EXERCISE DIRECTIONS
Among the entries below, take the line with "is not valid" and the line with "let entries = glob_with(&pattern, options)", and output them and every line between them exactly, with nothing else.
(INPUT MATERIAL begins)
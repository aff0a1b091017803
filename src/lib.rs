pub mod angle;
pub mod bounding_box;
pub mod color;
pub mod config;
pub mod discovery;
pub mod encoder;
pub mod error;
pub mod job;
pub mod loader;
pub mod normalizer;
pub mod point;
pub mod point_cloud;
pub mod pool;
pub mod projector;
pub mod raster;
pub mod report;
pub mod rotator;

pub mod prelude {
    pub use crate::angle::*;
    pub use crate::bounding_box::*;
    pub use crate::color::*;
    pub use crate::config::*;
    pub use crate::discovery::*;
    pub use crate::encoder::*;
    pub use crate::error::ProjectionError;
    pub use crate::job::*;
    pub use crate::loader::*;
    pub use crate::normalizer::*;
    pub use crate::point::*;
    pub use crate::point_cloud::*;
    pub use crate::pool::*;
    pub use crate::projector::*;
    pub use crate::raster::*;
    pub use crate::report::*;
    pub use crate::rotator::*;
}
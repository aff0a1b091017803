use nalgebra::{Point3, Vector3};
use serde::{Deserialize, Serialize};

use crate::{
    error::{ProjectionError, Result},
    point_cloud::PointCloud,
};

/// Reference frame of a cloud, anchored on its highest point.
#[derive(Clone, Debug, PartialEq, Serialize, Deserialize)]
pub struct NormalizationFrame {
    /// index of the highest point in the source cloud
    pub apex_index: usize,
    /// position of the highest point before normalization
    pub apex: Point3<f64>,
    /// translation added to every point
    pub translation: Vector3<f64>,
}

impl NormalizationFrame {
    pub fn of(pc: &PointCloud) -> Result<Self> {
        let apex_index = pc
            .highest_point_index()
            .ok_or_else(|| ProjectionError::EmptyInput {
                path: pc.path().to_path_buf(),
            })?;
        let apex = pc.points()[apex_index].position;
        Ok(Self {
            apex_index,
            apex,
            translation: -apex.coords,
        })
    }

    pub fn apply(&self, position: &Point3<f64>) -> Point3<f64> {
        position + self.translation
    }
}

/// Moves the cloud so its highest point sits at the origin.
///
/// Relative offsets between points are preserved, so heights become
/// non-positive and measure the distance below the apex.
pub fn normalize(pc: &PointCloud) -> Result<(NormalizationFrame, PointCloud)> {
    let frame = NormalizationFrame::of(pc)?;
    let normalized = pc.map_points(|p| p.moved_to(frame.apply(&p.position)));
    Ok((frame, normalized))
}
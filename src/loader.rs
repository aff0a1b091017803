use std::collections::HashMap;
use std::path::{Path, PathBuf};

use nalgebra::Point3;

use crate::{
    error::{ProjectionError, Result},
    point::{Point, PointAttributes},
    point_cloud::PointCloud,
};

/// Source of decoded point clouds, keyed by file path.
pub trait PointCloudLoader: Sync {
    fn load(&self, path: &Path) -> Result<PointCloud>;
}

/// Reads `.las` and `.laz` files through the `las` crate.
#[derive(Debug, Clone, Copy, Default)]
pub struct LasLoader;

impl LasLoader {
    pub fn new() -> Self {
        Self
    }
}

impl PointCloudLoader for LasLoader {
    fn load(&self, path: &Path) -> Result<PointCloud> {
        let decode_error = |e: las::Error| ProjectionError::decode(path, e.to_string());
        let mut reader = las::Reader::from_path(path).map_err(decode_error)?;

        let points = reader
            .points()
            .map(|las_point| {
                let las_point = las_point.map_err(decode_error)?;
                Ok(Point {
                    position: Point3::new(las_point.x, las_point.y, las_point.z),
                    attributes: PointAttributes {
                        intensity: Some(las_point.intensity),
                        return_number: Some(las_point.return_number),
                        classification: Some(u8::from(las_point.classification)),
                        gps_time: las_point.gps_time,
                        color: las_point.color.map(Into::into),
                    },
                })
            })
            .collect::<Result<Vec<_>>>()?;

        log::debug!("decoded {} points from {:?}", points.len(), path);
        Ok(PointCloud::new(path, points))
    }
}

/// Serves pre-built point sets. Paths that were never inserted fail to decode.
#[derive(Debug, Clone, Default)]
pub struct InMemoryLoader {
    clouds: HashMap<PathBuf, Vec<Point>>,
}

impl InMemoryLoader {
    pub fn new() -> Self {
        Self::default()
    }

    pub fn insert(&mut self, path: impl Into<PathBuf>, points: Vec<Point>) {
        self.clouds.insert(path.into(), points);
    }

    pub fn with(mut self, path: impl Into<PathBuf>, points: Vec<Point>) -> Self {
        self.insert(path, points);
        self
    }
}

impl PointCloudLoader for InMemoryLoader {
    fn load(&self, path: &Path) -> Result<PointCloud> {
        self.clouds
            .get(path)
            .map(|points| PointCloud::new(path, points.clone()))
            .ok_or_else(|| ProjectionError::decode(path, "no such point cloud"))
    }
}
use std::collections::HashMap;
use std::ffi::OsStr;
use std::path::{Path, PathBuf};

use glob::{glob_with, MatchOptions, Pattern};

use crate::{
    angle::Angle,
    encoder::ArtifactFormat,
    error::{ProjectionError, Result},
    job::ProjectionJob,
};

pub const EXTENSIONS: [&str; 2] = ["las", "laz"];

pub fn is_point_cloud_file(path: &Path) -> bool {
    path.extension()
        .and_then(OsStr::to_str)
        .map(|ext| EXTENSIONS.iter().any(|e| e.eq_ignore_ascii_case(ext)))
        .unwrap_or(false)
}

/// Builds one job per LAS/LAZ file under `input`.
///
/// Directories are searched recursively and mirrored below `output_root`, so
/// `input/oak/t1.las` is projected into `output_root/oak/`. A single file is
/// projected straight into `output_root`.
pub fn discover(input: &Path, output_root: &Path) -> Result<Vec<ProjectionJob>> {
    if !input.exists() {
        return Err(ProjectionError::Discovery(format!(
            "input path does not exist: {:?}",
            input
        )));
    }

    if input.is_file() {
        if !is_point_cloud_file(input) {
            return Err(ProjectionError::Discovery(format!(
                "input file is not a .las/.laz file: {:?}",
                input
            )));
        }
        return Ok(vec![ProjectionJob::new(input, output_root)]);
    }

    if !input.is_dir() {
        return Err(ProjectionError::Discovery(format!(
            "input path is not a directory: {:?}",
            input
        )));
    }

    let files = find_files(input)?;
    if files.is_empty() {
        return Err(ProjectionError::Discovery(format!(
            "no LAS/LAZ files found in {:?}",
            input
        )));
    }

    let jobs = files
        .into_iter()
        .map(|file| {
            let rel_dir = file
                .parent()
                .and_then(|parent| parent.strip_prefix(input).ok())
                .unwrap_or_else(|| Path::new(""));
            let output_dir = output_root.join(rel_dir);
            ProjectionJob::new(file, output_dir)
        })
        .collect::<Vec<_>>();

    check_unique_outputs(&jobs)?;
    Ok(jobs)
}

fn find_files(root: &Path) -> Result<Vec<PathBuf>> {
    let root_str = root.to_str().ok_or_else(|| {
        ProjectionError::Discovery(format!("input path is not valid UTF-8: {:?}", root))
    })?;
    let options = MatchOptions {
        case_sensitive: false,
        ..Default::default()
    };

    let mut files = vec![];
    for ext in EXTENSIONS {
        let pattern = format!("{}/**/*.{}", Pattern::escape(root_str), ext);
        let entries = glob_with(&pattern, options)
            .map_err(|e| ProjectionError::Discovery(format!("bad pattern {}: {}", pattern, e)))?;
        for entry in entries {
            match entry {
                Ok(path) if path.is_file() => files.push(path),
                Ok(_) => {}
                Err(e) => log::warn!("skipping unreadable entry: {}", e),
            }
        }
    }
    files.sort();
    files.dedup();
    Ok(files)
}

/// Two inputs sharing a stem in the same directory (e.g. `t1.las` and
/// `t1.laz`) would overwrite each other's artifacts.
fn check_unique_outputs(jobs: &[ProjectionJob]) -> Result<()> {
    let mut seen: HashMap<PathBuf, &Path> = HashMap::new();
    for job in jobs {
        let key = job.artifact_path(Angle::Deg0, ArtifactFormat::default());
        if let Some(other) = seen.insert(key, job.input()) {
            return Err(ProjectionError::Discovery(format!(
                "{:?} and {:?} would write the same artifacts",
                other,
                job.input()
            )));
        }
    }
    Ok(())
}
(INPUT MATERIAL ends)
RESULT OF THE TASK
        ProjectionError::Discovery(format!("input path is not valid UTF-8: {:?}", root))
    })?;
    let options = MatchOptions {
        case_sensitive: false,
        ..Default::default()
    };

    let mut files = vec![];
    for ext in EXTENSIONS {
        let pattern = format!("{}/**/*.{}", Pattern::escape(root_str), ext);
        let entries = glob_with(&pattern, options)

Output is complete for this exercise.